Yerleşim yerlerinin gelişmesinde, kentsel mekânların ve mimari yapıların oluşmasında etkin rol oynayan bazı unsurlar vardır. Bu unsurların başında tarihi olaylar, önemli buluşlar, sosyal ve iktisadi gelişmeler yer alır. Yapıldığı dönemin tarihsel sürecini dışa vuran Sapanca Tren İstasyonu binası, inşa edilmesinin ardından ilçede meydana getirdiği değişimle ve oluşturduğu hikayeleri ile bir dönemi simgelemektedirler. Sapanca Tren istasyonunun bizler için ne kadar önemli olduğunu Bahadır OZAN, Sapanca INFO okurları için paylaştı.
“
Sapanca tren istasyonu, Nurettin Bey Caddesinde tren geçerken evin sallanmasını ninni gibi algılamak demektir. Sapanca’dan hızla geçip giden Mavi Treni, kibirli bir demir yığını gibi görürken; sabah 06.10 da ki Haydarpaşa Expresinin Uzunkum ’dan duyulmaya başlayan homurtusunu, yeni günün umudu olarak işitmek demektir. Adapazarlı piknikçileri Sapanca’ya getiren ve akşam oluncaya dek, eskilerin “Kör Hat” dedikleri raylarda bekleyen piknikçi trenini ve yine eskilerin “Tek Kanat” dedikleri Fiat marka, 302 otobüslere benzeyen oto treni hatırlamak demektir.

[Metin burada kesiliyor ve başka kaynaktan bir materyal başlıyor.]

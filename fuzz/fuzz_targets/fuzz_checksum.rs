#![no_main]

use libfuzzer_sys::fuzz_target;
use icmp_client::{checksum, ChecksumAlgorithm};

fuzz_target!(|data: &[u8]| {
    let _ = checksum(data);
    let _ = ChecksumAlgorithm::Rfc1071.verify(data);
    let _ = ChecksumAlgorithm::Legacy.verify(data);
});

Sapanca tren istasyonu, Yüzevler ’de ki keskin virajın ilerisini göremeyen makiniste yol gösteren “Arabın Kulübesi” ni merak etmek demektir. Çufçuflu trenler zamanı Sapanca ’da su molası veren buharlı trenlere su pompalayan “Pompa” dan dolayı şu anki halk plajına “Pompa” denildiğini bilmek demektir.

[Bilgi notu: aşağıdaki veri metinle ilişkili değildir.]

//! Observability and Metrics
//!
//! Counters for request/reply exchanges on a transport session.
//!
//! Uses atomic counters so a session can hand out `&Metrics` freely.

use std::sync::atomic::{AtomicU64, Ordering};
use std::time::Instant;
use tracing::{debug, info};

/// Metrics collector for one transport session
#[derive(Debug)]
pub struct Metrics {
    /// Requests handed to the socket
    pub requests_sent: AtomicU64,
    /// Replies decoded successfully
    pub replies_received: AtomicU64,
    /// Total bytes sent
    pub bytes_sent: AtomicU64,
    /// Total bytes received, IP header included
    pub bytes_received: AtomicU64,
    /// Send or receive failures reported by the socket
    pub transport_errors: AtomicU64,
    /// Received datagrams that failed to decode
    pub decode_errors: AtomicU64,
    /// Start time for uptime calculation
    start_time: Instant,
}

impl Metrics {
    /// Create a new metrics collector
    pub fn new() -> Self {
        Self {
            requests_sent: AtomicU64::new(0),
            replies_received: AtomicU64::new(0),
            bytes_sent: AtomicU64::new(0),
            bytes_received: AtomicU64::new(0),
            transport_errors: AtomicU64::new(0),
            decode_errors: AtomicU64::new(0),
            start_time: Instant::now(),
        }
    }

    /// Record a request sent
    pub fn request_sent(&self, byte_count: u64) {
        self.requests_sent.fetch_add(1, Ordering::Relaxed);
        self.bytes_sent.fetch_add(byte_count, Ordering::Relaxed);
    }

    /// Record a datagram received
    pub fn datagram_received(&self, byte_count: u64) {
        self.bytes_received.fetch_add(byte_count, Ordering::Relaxed);
    }

    /// Record a reply decoded
    pub fn reply_received(&self) {
        self.replies_received.fetch_add(1, Ordering::Relaxed);
    }

    /// Record a transport error
    pub fn transport_error(&self) {
        self.transport_errors.fetch_add(1, Ordering::Relaxed);
    }

    /// Record a decode error
    pub fn decode_error(&self) {
        self.decode_errors.fetch_add(1, Ordering::Relaxed);
    }

    /// Get current metrics snapshot
    pub fn snapshot(&self) -> MetricsSnapshot {
        MetricsSnapshot {
            requests_sent: self.requests_sent.load(Ordering::Relaxed),
            replies_received: self.replies_received.load(Ordering::Relaxed),
            bytes_sent: self.bytes_sent.load(Ordering::Relaxed),
            bytes_received: self.bytes_received.load(Ordering::Relaxed),
            transport_errors: self.transport_errors.load(Ordering::Relaxed),
            decode_errors: self.decode_errors.load(Ordering::Relaxed),
            uptime_seconds: self.start_time.elapsed().as_secs(),
        }
    }

    /// Log current metrics
    pub fn log_metrics(&self) {
        let snapshot = self.snapshot();
        info!(
            requests_sent = snapshot.requests_sent,
            replies_received = snapshot.replies_received,
            bytes_sent = snapshot.bytes_sent,
            bytes_received = snapshot.bytes_received,
            transport_errors = snapshot.transport_errors,
            decode_errors = snapshot.decode_errors,
            uptime_seconds = snapshot.uptime_seconds,
            "ICMP session metrics snapshot"
        );
    }
}

impl Default for Metrics {
    fn default() -> Self {
        Self::new()
    }
}

/// Snapshot of metrics at a point in time
#[derive(Debug, Clone, PartialEq, Eq)]
pub struct MetricsSnapshot {
    pub requests_sent: u64,
    pub replies_received: u64,
    pub bytes_sent: u64,
    pub bytes_received: u64,
    pub transport_errors: u64,
    pub decode_errors: u64,
    pub uptime_seconds: u64,
}

/// Timer for measuring operation duration
pub struct Timer {
    start: Instant,
    operation: &'static str,
}

impl Timer {
    /// Start timing an operation
    pub fn start(operation: &'static str) -> Self {
        Self {
            start: Instant::now(),
            operation,
        }
    }
}

impl Drop for Timer {
    fn drop(&mut self) {
        let duration = self.start.elapsed();
        debug!(
            operation = self.operation,
            duration_us = duration.as_micros() as u64,
            "Operation completed"
        );
    }
}

#[cfg(test)]
mod tests {
    use super::*;

    #[test]
    fn test_counters_accumulate() {
        let metrics = Metrics::new();
        metrics.request_sent(40);
        metrics.request_sent(12);
        metrics.datagram_received(60);
        metrics.reply_received();
        metrics.transport_error();

        let snapshot = metrics.snapshot();
        assert_eq!(snapshot.requests_sent, 2);
        assert_eq!(snapshot.bytes_sent, 52);
        assert_eq!(snapshot.bytes_received, 60);
        assert_eq!(snapshot.replies_received, 1);
        assert_eq!(snapshot.transport_errors, 1);
        assert_eq!(snapshot.decode_errors, 0);
    }
}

Sapanca tren istasyonu, Pişmaniyeci İkramiyeli Nizam Abi ’nin, rahmetli Küçük Hasan ve Topakça Yılmaz amcaların “pişşşşmaniye var” deyişlerindeki “ş” harfinin başka hiçbir yerde bu kadar güzel duyulmayışıdır. Trenin Yüzevler ’de kıvrım yapması ile beraber pürtelaş olan yolcuların, çantalarını yüklenmeleri ve çocuklarını daha sıkıca tutu vermelerindeki tedirginliktir. Başka hiçbir trenin durmadığı Kırkpınar, Uzunkum, Yüzevler gibi durakları pas geçmeyen işçi treninin, emekçiye olan saygısına şapka çıkarmaktır. Gecenin sessizliğini yırtarcasına geçip giden kurşuni renk yük vagonlarının, ağır yükleri ile yol alışları bir o kadar ağırken; takılıp bir tanesinin kenarına kaçıp gitmek isteğidir.
Sapanca tren istasyonu, istasyona giderken rahmetli Halit Amcaya (Gevren) ve eşi Hatice teyzeye “hayırlı sabahlar” deyip gülen yüzleri ile güne başlamaktır. Şener abilerin seradaki çiçekleri sulayan fıskiyelerin fısıltısıyla uyku açmak; tren geç kalsada hep balkonunda oturan Şöhret teyzeyi görmek demektir. Eve dönme telaşıyla alt geçidinden geçmeyip Lale tarafında doğru olan köşeden atlayarak karşıya geçmek ve hızla çarşıya doğru yürümek demektir.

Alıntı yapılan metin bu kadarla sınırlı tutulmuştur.